The output file out1.dat for the above pedigree file looks like this:
1
2 3
3 ACK1
0.45000
0.30000
0.25000
3 ACK2
0.55000
0.20000
0.25000
2 ACK3
0.46500
0.53500
TESTPED1
15 3 3
0 0 2 2 2 0 0 0 5 5 5 7 12 12 12
0 0 1 1 1 0 0 0 6 6 6 8 11 11 11
1 3
4
10
13
1.26656
0.27363
2 2
4
13
0.44219
0.07280
3 2
10
13
0.56464
0.05909
TESTPED2
8 2 1
0 0 1 1 1 0 6 6
0 0 2 2 2 0 5 5
2 2
4
7
0.47938
0.06961
1.40212 0.08043
0.20678 0.41808
-0.26594 0.60486
In addition to those three files, a summary file is produced, named 'table.out'. It contains the locus information, the statistics and their p-values for all families, and the overall statistics and their p-values. The format is obvious; here is the file produced alongside out1.dat above:
allele frequencies:
ACK1 0.45000 0.30000 0.25000
ACK2 0.55000 0.20000 0.25000
ACK3 0.46500 0.53500
family mean variance observedx Na statistic
TESTPED1 <--- pedigree title
LOCUS 1 ACK1
f(p) = 1 1.26656 0.27363 2.00000 3 1.40212
f(p) = 1/sqrt(p) 2.12586 0.70359 3.65148 3 1.81882
f(p) = 1/p 3.62500 2.19444 6.66667 3 2.05329
LOCUS 2 ACK2
f(p) = 1 0.44219 0.07280 0.50000 2 0.21426
f(p) = 1/sqrt(p) 0.68899 0.16435 1.00000 2 0.76717
f(p) = 1/p 1.12500 0.54403 2.00000 2 1.18630
LOCUS 3 ACK3
f(p) = 1 0.56464 0.05909 0.50000 2 -0.26594
f(p) = 1/sqrt(p) 0.79652 0.11693 0.73324 2 -0.18508
f(p) = 1/p 1.12500 0.23499 1.07527 2 -0.10259
TESTPED2 <--- pedigree title
LOCUS 2 ACK2
f(p) = 1 0.47938 0.06961 0.50000 2 0.07817
f(p) = 1/sqrt(p) 0.75565 0.15779 1.00000 2 0.61515
f(p) = 1/p 1.25000 0.55682 2.00000 2 1.00509
f(p) = 1
The statistic for locus ACK1 for all 1 families is 1.40212 with p-value 0.08043
The statistic for locus ACK2 for all 2 families is 0.20678 with p-value 0.41808
The statistic for locus ACK3 for all 1 families is -0.26594 with p-value 0.60486
f(p) = 1/sqrt(p)
The statistic for locus ACK1 for all 1 families is 1.81882 with p-value 0.03447
The statistic for locus ACK2 for all 2 families is 0.97745 with p-value 0.16417
The statistic for locus ACK3 for all 1 families is -0.18508 with p-value 0.57342
f(p) = 1/p
The statistic for locus ACK1 for all 1 families is 2.05329 with p-value 0.02003
The statistic for locus ACK2 for all 2 families is 1.54955 with p-value 0.06062
The statistic for locus ACK3 for all 1 families is -0.10259 with p-value 0.54087
NOTE: The p-values may be unreliable for small numbers of families. We recommend that you use the simulation program "sim" along with the histogram program "hist" to generate empirical p-values.
BUGS
They are all still hiding under their rocks. If you find one, please catch it and mail it to us!
REFERENCES
See the accompanying REFERENCES file.
DESCRIPTION
This program is designed to efficiently compute the multilocus APM statistic for a number of pedigrees over a number of marker loci. It is capable of storing the results of kinship calculations internally, greatly speeding up computations.
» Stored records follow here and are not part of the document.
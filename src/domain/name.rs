// Copyright (c) 2026 - Soldr Project Developers
//! Resource Name Value Object with Cloud Naming Invariants

use serde::{Deserialize, Serialize};
use std::fmt;
use thiserror::Error;

/// Resource name validation error
#[derive(Debug, Error, Clone, PartialEq, Eq)]
pub enum NameError {
    #[error("Resource name is empty")]
    Empty,

    #[error("Resource name exceeds maximum length of 63 characters: {0}")]
    TooLong(usize),

    #[error("Resource name must start with a lowercase letter: {0}")]
    InvalidFirstCharacter(String),

    #[error("Resource name cannot end with a hyphen: {0}")]
    TrailingHyphen(String),

    #[error("Invalid character in resource name: {0}")]
    InvalidCharacter(char),
}

/// Cloud resource name value object
///
/// Follows the naming rules shared by most resource-management APIs:
/// - 1-63 characters
/// - Lowercase letters, digits, and hyphens only
/// - Must start with a letter
/// - Cannot end with a hyphen
///
/// # Examples
///
/// ```rust
/// use soldr_provision::domain::ResourceName;
///
/// let name = ResourceName::new("soldr-service").unwrap();
/// assert_eq!(name.as_str(), "soldr-service");
///
/// assert!(ResourceName::new("").is_err());
/// assert!(ResourceName::new("3network").is_err());
/// assert!(ResourceName::new("network-").is_err());
/// ```
#[derive(Debug, Clone, PartialEq, Eq, Hash, Serialize, Deserialize)]
#[serde(transparent)]
pub struct ResourceName(String);

impl ResourceName {
    /// Maximum length for a resource name
    pub const MAX_LENGTH: usize = 63;

    /// Create a new resource name with validation
    pub fn new(name: impl Into<String>) -> Result<Self, NameError> {
        let name = name.into();

        // Invariant 1: Non-empty
        if name.is_empty() {
            return Err(NameError::Empty);
        }

        // Invariant 2: Maximum length
        if name.len() > Self::MAX_LENGTH {
            return Err(NameError::TooLong(name.len()));
        }

        // Invariant 3: Valid characters
        for ch in name.chars() {
            if !ch.is_ascii_lowercase() && !ch.is_ascii_digit() && ch != '-' {
                return Err(NameError::InvalidCharacter(ch));
            }
        }

        // Invariant 4: Starts with a letter
        if !name
            .chars()
            .next()
            .is_some_and(|c| c.is_ascii_lowercase())
        {
            return Err(NameError::InvalidFirstCharacter(name));
        }

        // Invariant 5: No trailing hyphen
        if name.ends_with('-') {
            return Err(NameError::TrailingHyphen(name));
        }

        Ok(Self(name))
    }

    /// Get the name as a string slice
    pub fn as_str(&self) -> &str {
        &self.0
    }

    /// Derive a suffixed name, e.g. `soldr-service` → `soldr-service-fw`
    pub fn with_suffix(&self, suffix: &str) -> Result<Self, NameError> {
        Self::new(format!("{}-{}", self.0, suffix))
    }
}

impl fmt::Display for ResourceName {
    fn fmt(&self, f: &mut fmt::Formatter<'_>) -> fmt::Result {
        write!(f, "{}", self.0)
    }
}

impl AsRef<str> for ResourceName {
    fn as_ref(&self) -> &str {
        &self.0
    }
}

impl TryFrom<String> for ResourceName {
    type Error = NameError;

    fn try_from(value: String) -> Result<Self, Self::Error> {
        Self::new(value)
    }
}

impl TryFrom<&str> for ResourceName {
    type Error = NameError;

    fn try_from(value: &str) -> Result<Self, Self::Error> {
        Self::new(value)
    }
}

#[cfg(test)]
mod tests {
    use super::*;

    #[test]
    fn test_valid_names() {
        assert!(ResourceName::new("network").is_ok());
        assert!(ResourceName::new("soldr-service").is_ok());
        assert!(ResourceName::new("a").is_ok());
        assert!(ResourceName::new("web01").is_ok());
    }

    #[test]
    fn test_invalid_names() {
        assert!(ResourceName::new("").is_err()); // Empty
        assert!(ResourceName::new("3network").is_err()); // Starts with digit
        assert!(ResourceName::new("-network").is_err()); // Starts with hyphen
        assert!(ResourceName::new("network-").is_err()); // Trailing hyphen
        assert!(ResourceName::new("Network").is_err()); // Uppercase
        assert!(ResourceName::new("net_work").is_err()); // Underscore
    }

    #[test]
    fn test_length_limit() {
        let max = format!("a{}", "b".repeat(62));
        assert!(ResourceName::new(max).is_ok());

        let too_long = format!("a{}", "b".repeat(63));
        assert!(ResourceName::new(too_long).is_err());
    }

    #[test]
    fn test_with_suffix() {
        let name = ResourceName::new("soldr-service").unwrap();
        let suffixed = name.with_suffix("fw").unwrap();
        assert_eq!(suffixed.as_str(), "soldr-service-fw");
    }

    #[test]
    fn test_display() {
        let name = ResourceName::new("subnet").unwrap();
        assert_eq!(format!("{}", name), "subnet");
    }
}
Internally storing the kinship values requires large amounts of memory. In order that this program may be used on systems with limited memory, a scheme to limit the amount of information stored has been employed. Unfortunately, some pascal compilers halt with an error when a new() can't allocate memory; this makes the memory limiting very necessary but of limited use. Users with those compilers may have to set a very small limit.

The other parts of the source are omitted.